* [DIRECTIONS] Each line below should be set down again unchanged.

[Collection entries]
▼
use anyhow::{Context, Result};
use clap::{Parser, Subcommand};
use outbound_caller::application::entrypoint::{CallJob, CallSettings};
use outbound_caller::application::worker::CallWorker;
use outbound_caller::config::{Config, DispatchMode};
use outbound_caller::domain::appointment::StaticAppointmentBook;
use outbound_caller::domain::dial_info::DialInfo;
use outbound_caller::domain::dispatch::{DispatchRequest, Dispatcher};
use outbound_caller::domain::PhoneNumber;
use outbound_caller::infrastructure::dispatch::{new_room_name, ApiDispatcher, CliDispatcher};
use outbound_caller::infrastructure::livekit::LiveKitCallControl;
use outbound_caller::infrastructure::session::BridgeConnector;
use outbound_caller::interface::api::{build_router, init_metrics, AppState, FormDefaults};
use std::path::PathBuf;
use std::sync::Arc;
use tokio::net::TcpListener;
use tracing::{error, info, warn};

#[derive(Parser)]
#[command(name = "outbound-caller")]
#[command(about = "AI voice agent for outbound appointment follow-up calls")]
#[command(version)]
struct Cli {
    /// Path to the TOML configuration file
    #[arg(short, long, global = true, env = "OUTBOUND_CALLER_CONFIG")]
    config: Option<PathBuf>,

    #[command(subcommand)]
    command: Commands,
}

#[derive(Subcommand)]
enum Commands {
    /// Serve the dispatch form and accept call jobs
    Serve,
    /// Place one call from this process
    Call {
        #[arg(long)]
        phone_number: String,
        #[arg(long)]
        transfer_to: Option<String>,
        /// Room to run the call in; a fresh one by default
        #[arg(long)]
        room: Option<String>,
    },
    /// Run the configured dispatcher once
    Dispatch {
        #[arg(long)]
        phone_number: String,
        #[arg(long)]
        transfer_to: Option<String>,
    },
}

#[tokio::main]
async fn main() -> Result<()> {
    tracing_subscriber::fmt()
        .with_env_filter(
            tracing_subscriber::EnvFilter::try_from_default_env()
                .unwrap_or_else(|_| tracing_subscriber::EnvFilter::new("info")),
        )
        .init();

    let cli = Cli::parse();

    let config = Config::load(cli.config.as_deref()).context("failed to load configuration")?;
    info!("SIP outbound trunk: {}", config.sip.outbound_trunk_id);
    if config.sip.outbound_trunk_id.is_empty() {
        warn!("SIP_OUTBOUND_TRUNK_ID is not set; outbound dials will fail");
    }

    match cli.command {
        Commands::Serve => serve(config).await,
        Commands::Call {
            phone_number,
            transfer_to,
            room,
        } => call(config, &phone_number, transfer_to.as_deref(), room).await,
        Commands::Dispatch {
            phone_number,
            transfer_to,
        } => dispatch(config, &phone_number, transfer_to.as_deref().unwrap_or("")).await,
    }
}

fn build_worker(config: &Config) -> CallWorker {
    CallWorker::new(
        CallSettings::from_config(config),
        Arc::new(LiveKitCallControl::new(&config.livekit)),
        Arc::new(StaticAppointmentBook::new(config.agent.availability_delay())),
        Arc::new(BridgeConnector::new(config.agent.session_url.clone())),
    )
}

fn build_dispatcher(config: &Config) -> Arc<dyn Dispatcher> {
    match config.dispatch.mode {
        DispatchMode::Cli => Arc::new(CliDispatcher::from_config(&config.dispatch, &config.agent.name)),
        DispatchMode::Api => Arc::new(ApiDispatcher::new(&config.livekit, &config.agent.name)),
    }
}

async fn serve(config: Config) -> Result<()> {
    let prometheus_handle = match init_metrics() {
        Ok(handle) => Some(handle),
        Err(e) => {
            warn!("metrics exporter unavailable: {}", e);
            None
        }
    };

    let state = AppState {
        dispatcher: build_dispatcher(&config),
        jobs: Arc::new(build_worker(&config)),
        form_defaults: FormDefaults::from_config(&config.dispatch),
    };
    let app = build_router(state, prometheus_handle);

    let addr = config.bind_address();
    let listener = TcpListener::bind(&addr)
        .await
        .with_context(|| format!("failed to bind {}", addr))?;
    info!("Outbound caller listening on http://{}", addr);

    axum::serve(listener, app).await?;
    Ok(())
}

async fn call(
    config: Config,
    phone_number: &str,
    transfer_to: Option<&str>,
    room: Option<String>,
) -> Result<()> {
    let transfer_to = transfer_to
        .filter(|n| !n.trim().is_empty())
        .map(PhoneNumber::parse)
        .transpose()?;
    let dial_info = DialInfo::new(PhoneNumber::parse(phone_number)?, transfer_to);
    let job = CallJob::new(room.unwrap_or_else(new_room_name), dial_info.to_metadata());

    let outcome = build_worker(&config).run(job).await?;
    info!("call finished: {:?}", outcome);
    Ok(())
}

async fn dispatch(config: Config, phone_number: &str, transfer_to: &str) -> Result<()> {
    let request = DispatchRequest::from_form(phone_number, transfer_to)?;
    let dispatcher = build_dispatcher(&config);

    match dispatcher.dispatch(&request).await {
        Ok(receipt) => {
            println!("{}", receipt.stdout.trim_end());
            if !receipt.stderr.trim().is_empty() {
                eprintln!("{}", receipt.stderr.trim_end());
            }
            Ok(())
        }
        Err(e) => {
            error!("dispatch via {} failed: {}", dispatcher.program(), e);
            Err(e.into())
        }
    }
}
▲
* [ANSWER BOX]
use anyhow::{Context, Result};
use clap::{Parser, Subcommand};
use outbound_caller::application::entrypoint::{CallJob, CallSettings};
use outbound_caller::application::worker::CallWorker;
use outbound_caller::config::{Config, DispatchMode};
use outbound_caller::domain::appointment::StaticAppointmentBook;
use outbound_caller::domain::dial_info::DialInfo;
use outbound_caller::domain::dispatch::{DispatchRequest, Dispatcher};
use outbound_caller::domain::PhoneNumber;
use outbound_caller::infrastructure::dispatch::{new_room_name, ApiDispatcher, CliDispatcher};
use outbound_caller::infrastructure::livekit::LiveKitCallControl;
use outbound_caller::infrastructure::session::BridgeConnector;
use outbound_caller::interface::api::{build_router, init_metrics, AppState, FormDefaults};
use std::path::PathBuf;
use std::sync::Arc;
use tokio::net::TcpListener;
use tracing::{error, info, warn};

#[derive(Parser)]
#[command(name = "outbound-caller")]
#[command(about = "AI voice agent for outbound appointment follow-up calls")]
#[command(version)]
struct Cli {
    /// Path to the TOML configuration file
    #[arg(short, long, global = true, env = "OUTBOUND_CALLER_CONFIG")]
    config: Option<PathBuf>,

    #[command(subcommand)]
    command: Commands,
}

#[derive(Subcommand)]
enum Commands {
    /// Serve the dispatch form and accept call jobs
    Serve,
    /// Place one call from this process
    Call {
        #[arg(long)]
        phone_number: String,
        #[arg(long)]
        transfer_to: Option<String>,
        /// Room to run the call in; a fresh one by default
        #[arg(long)]
        room: Option<String>,
    },
    /// Run the configured dispatcher once
    Dispatch {
        #[arg(long)]
        phone_number: String,
        #[arg(long)]
        transfer_to: Option<String>,
    },
}

#[tokio::main]
async fn main() -> Result<()> {
    tracing_subscriber::fmt()
        .with_env_filter(
            tracing_subscriber::EnvFilter::try_from_default_env()
                .unwrap_or_else(|_| tracing_subscriber::EnvFilter::new("info")),
        )
        .init();

    let cli = Cli::parse();

    let config = Config::load(cli.config.as_deref()).context("failed to load configuration")?;
    info!("SIP outbound trunk: {}", config.sip.outbound_trunk_id);
    if config.sip.outbound_trunk_id.is_empty() {
        warn!("SIP_OUTBOUND_TRUNK_ID is not set; outbound dials will fail");
    }

    match cli.command {
        Commands::Serve => serve(config).await,
        Commands::Call {
            phone_number,
            transfer_to,
            room,
        } => call(config, &phone_number, transfer_to.as_deref(), room).await,
        Commands::Dispatch {
            phone_number,
            transfer_to,
        } => dispatch(config, &phone_number, transfer_to.as_deref().unwrap_or("")).await,
    }
}

fn build_worker(config: &Config) -> CallWorker {
    CallWorker::new(
        CallSettings::from_config(config),
        Arc::new(LiveKitCallControl::new(&config.livekit)),
        Arc::new(StaticAppointmentBook::new(config.agent.availability_delay())),
        Arc::new(BridgeConnector::new(config.agent.session_url.clone())),
    )
}

fn build_dispatcher(config: &Config) -> Arc<dyn Dispatcher> {
    match config.dispatch.mode {
        DispatchMode::Cli => Arc::new(CliDispatcher::from_config(&config.dispatch, &config.agent.name)),
        DispatchMode::Api => Arc::new(ApiDispatcher::new(&config.livekit, &config.agent.name)),
    }
}

async fn serve(config: Config) -> Result<()> {
    let prometheus_handle = match init_metrics() {
        Ok(handle) => Some(handle),
        Err(e) => {
            warn!("metrics exporter unavailable: {}", e);
            None
        }
    };

    let state = AppState {
        dispatcher: build_dispatcher(&config),
        jobs: Arc::new(build_worker(&config)),
        form_defaults: FormDefaults::from_config(&config.dispatch),
    };
    let app = build_router(state, prometheus_handle);

    let addr = config.bind_address();
    let listener = TcpListener::bind(&addr)
        .await
        .with_context(|| format!("failed to bind {}", addr))?;
    info!("Outbound caller listening on http://{}", addr);

    axum::serve(listener, app).await?;
    Ok(())
}

async fn call(
    config: Config,
    phone_number: &str,
    transfer_to: Option<&str>,
    room: Option<String>,
) -> Result<()> {
    let transfer_to = transfer_to
        .filter(|n| !n.trim().is_empty())
        .map(PhoneNumber::parse)
        .transpose()?;
    let dial_info = DialInfo::new(PhoneNumber::parse(phone_number)?, transfer_to);
    let job = CallJob::new(room.unwrap_or_else(new_room_name), dial_info.to_metadata());

    let outcome = build_worker(&config).run(job).await?;
    info!("call finished: {:?}", outcome);
    Ok(())
}

async fn dispatch(config: Config, phone_number: &str, transfer_to: &str) -> Result<()> {
    let request = DispatchRequest::from_form(phone_number, transfer_to)?;
    let dispatcher = build_dispatcher(&config);

    match dispatcher.dispatch(&request).await {
        Ok(receipt) => {
            println!("{}", receipt.stdout.trim_end());
            if !receipt.stderr.trim().is_empty() {
                eprintln!("{}", receipt.stderr.trim_end());
            }
            Ok(())
        }
        Err(e) => {
            error!("dispatch via {} failed: {}", dispatcher.program(), e);
            Err(e.into())
        }
    }
}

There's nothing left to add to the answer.